About this exercise: What do the lines say, reproduced word for word, from the first of the entries below through the line bearing "use ollama_proxy::translate::request::anthropic_to_openai;"?

Dataset entries:
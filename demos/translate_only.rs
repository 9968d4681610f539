//! Demonstrate using the translation layer without a server.
//!
//! Usage:
//!   `cargo run --example translate_only`

use ollama_proxy::translate::anthropic_types::MessagesRequest;
use ollama_proxy::translate::errors::GatewayFailure;
use ollama_proxy::translate::openai_types::ChatCompletionResponse;
use ollama_proxy::translate::request::anthropic_to_openai;
use ollama_proxy::translate::response::openai_to_anthropic;
use ollama_proxy::ModelMap;

fn main() -> anyhow::Result<()> {
    // An Anthropic Messages API request, as Claude Code would send it
    let anthropic_req: MessagesRequest = serde_json::from_value(serde_json::json!({
        "model": "claude-haiku-4-5-20250514",
        "max_tokens": 1024,
        "system": "You are a geography expert. Be concise.",
        "stream": true,
        "messages": [
            { "role": "user", "content": "What is the capital of France?" },
            { "role": "assistant", "content": [{ "type": "text", "text": "Paris." }] },
            { "role": "user", "content": [
                { "type": "image", "source": { "type": "base64", "media_type": "image/png", "data": "..." } },
                { "type": "text", "text": "And Germany?" }
            ] }
        ]
    }))?;

    let models = ModelMap::default();
    let openai_req = anthropic_to_openai(&anthropic_req, &models);

    println!("=== Translated Request (OpenAI format) ===");
    println!("{}", serde_json::to_string_pretty(&openai_req)?);

    // A typical reply from Ollama's /v1/chat/completions
    let backend_resp: ChatCompletionResponse = serde_json::from_value(serde_json::json!({
        "id": "chatcmpl-123",
        "model": "claude-haiku-4-5:latest",
        "choices": [{
            "index": 0,
            "message": { "role": "assistant", "content": "Berlin." },
            "finish_reason": "stop"
        }],
        "usage": { "prompt_tokens": 42, "completion_tokens": 3, "total_tokens": 45 }
    }))?;

    let anthropic_resp = openai_to_anthropic(&backend_resp, &anthropic_req.model);

    println!();
    println!("=== Translated Response (Anthropic format) ===");
    println!("{}", serde_json::to_string_pretty(&anthropic_resp)?);

    let (err, status) = GatewayFailure::BackendStatus {
        status: 404,
        body: r#"{"error":{"message":"model not found"}}"#.to_string(),
    }
    .to_response();

    println!();
    println!("=== Mapped Backend Error (HTTP {status}) ===");
    println!("{}", serde_json::to_string_pretty(&err)?);

    Ok(())
}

Answer to this problem:
filename demos/translate_only.rs
repository 9968d4681610f539
//! Demonstrate using the translation layer without a server.
//!
//! Usage:
//!   `cargo run --example translate_only`

use ollama_proxy::translate::anthropic_types::MessagesRequest;
use ollama_proxy::translate::errors::GatewayFailure;
use ollama_proxy::translate::openai_types::ChatCompletionResponse;
use ollama_proxy::translate::request::anthropic_to_openai;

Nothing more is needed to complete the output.